その言葉に黒龍が握り飯をムシャッと頬張りながら答えた。
「いやいや、ここはオイラが旅をしながら見つけた場所だ。
あんまり深い意味はないぞ」
「なら黒龍の縄張りはどこなんだ?」
「『カイド』だ。巨人の国の……」
「『カイド』か……行ったことはないが、槍術が有名だよな。
しかし……なんで黒龍がこんな所にいるんだ?」
「親父がな、”あるモノを探してこい”って言いやがったんだ。
見つけるまで帰ってくるな、だとさ」
「あるモノ?」
「ああ、そうだ。緑龍がこの辺で見たって話をしてたんだが……
オイラがここらに入り浸ってたら、
そいつもどっか行っちまった。ったく、面倒な話だぜ」
黒龍は、ふと視線を遠くに向けた。
「そんなに貴重な宝なのか?」
「らしいな。『カイド』の国王に親父が勝負で負けて取られたとか……
情けねぇ話だよ。ったく、龍のプライドはどこ行ったんだ?」
「カイドと言えば槍術が有名だが……槍術で勝負を?」
「そうらしい。

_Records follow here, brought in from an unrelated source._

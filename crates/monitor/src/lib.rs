//! `carewatch-monitor` library crate.
//!
//! Wires the feed transports, the session state and the text views
//! together. The binary entrypoint lives in `main.rs`; the modules are
//! exported for integration testing.

pub mod adapter;
pub mod config;
pub mod session;
pub mod views;

pub use adapter::{AdapterUpdate, LiveFeedAdapter};
pub use config::{ConfigError, LogFormat, MonitorConfig};
pub use session::DashboardSession;
pub use views::DashboardScreen;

七星の武器のひとつ、
【趙槍ギャラクシー・スピア】ってシロモンだな」
その瞬間、聞いていたミリネアが"ピクッ”と長い耳を動かし、ゴクトーと黒龍の会話に口を挟んだ。
「あの……ご主様、少しよろしいでしょうか?」
「七星の武器のことか? いいぞ」
頷くミリネアは一歩前に進み、丁寧に頭を下げた。
「黒龍皇子殿、ワタクシは七星の武器について研究をしております。
ハイエルフ『八支族』のひとつ、
【ロカベル】族長の長女ミリネアと申します。
【趙槍ギャラクシー・スピア】以外に、
何か七星についてご存知ではないでしょうか?」
ミリネアの問いに眉をピクッと動かした黒龍。
彼は少し間を置いて、視線をミリネアに向けた。
「ハイエルフの『八支族』だと……?
……随分丁寧な挨拶だなぁ。
族長の娘ってことは……姫様か。
おまけにその横の子は妹姫か?
いやぁ、道理でエルフにしちゃ、美人だと思ったんだよな! ははははは!」
黒龍は頭を掻きながら、豪快に笑い飛ばした。
「悪ぃが、オイラは【趙槍ギャラクシー・スピア】が、
何本かあるってこと以外は、何も知らねぇ。親父なら知ってると思うがな」
「そうですか……」
ミリネアは少し肩を落としながら答えた。
黒龍から明かされたミリネアが姫だという真実に、
ゴクトーが目を丸くしながら口を開く。
「ミリネアも姫なのか? ってことは……。
ロカベル三姉妹って全員が姫 ……?
いや、待てよ……。
趙槍ギャラクシー・スピア……ゴルバの記憶に確か……その名前……!」
ゴクトーは『アイテムボックス』から『ハルバード』を取り出し、
黒龍に手渡した。
「これ……【趙槍ギャラクシー・スピア】ではないと思うが」
黒龍はハルバードを手に取り、繁々と眺めた後、
少し残念そうに顔を曇らせた。
「そうか……」
だが次の瞬間、"ニヤリ”と笑って黒龍が言った。
「アンタ、このハルバード、ヒイロカネ製じゃねぇか。
こいつ、相当いい代物だぜ! 良かったら使わせてもらう。
……いや、貰っちまうぜ!」
「いいぞ」
「 やったぜ! オイラ、槍が一番得意なんだ、恩にきる」
ハルバートを握る黒龍の瞳に煌めきが宿った。
「よし、決めた!
オイラはアンタと【趙槍ギャラクシー・スピア】を探す旅に出る!
なぁ、この姿なら一緒にいても、目立たねぇだろ?
……オイラ、ちゃんと冒険者登録もしてあるんだぜ。
親父にキツく言われたからな。
龍の姿じゃ探しきれねぇって。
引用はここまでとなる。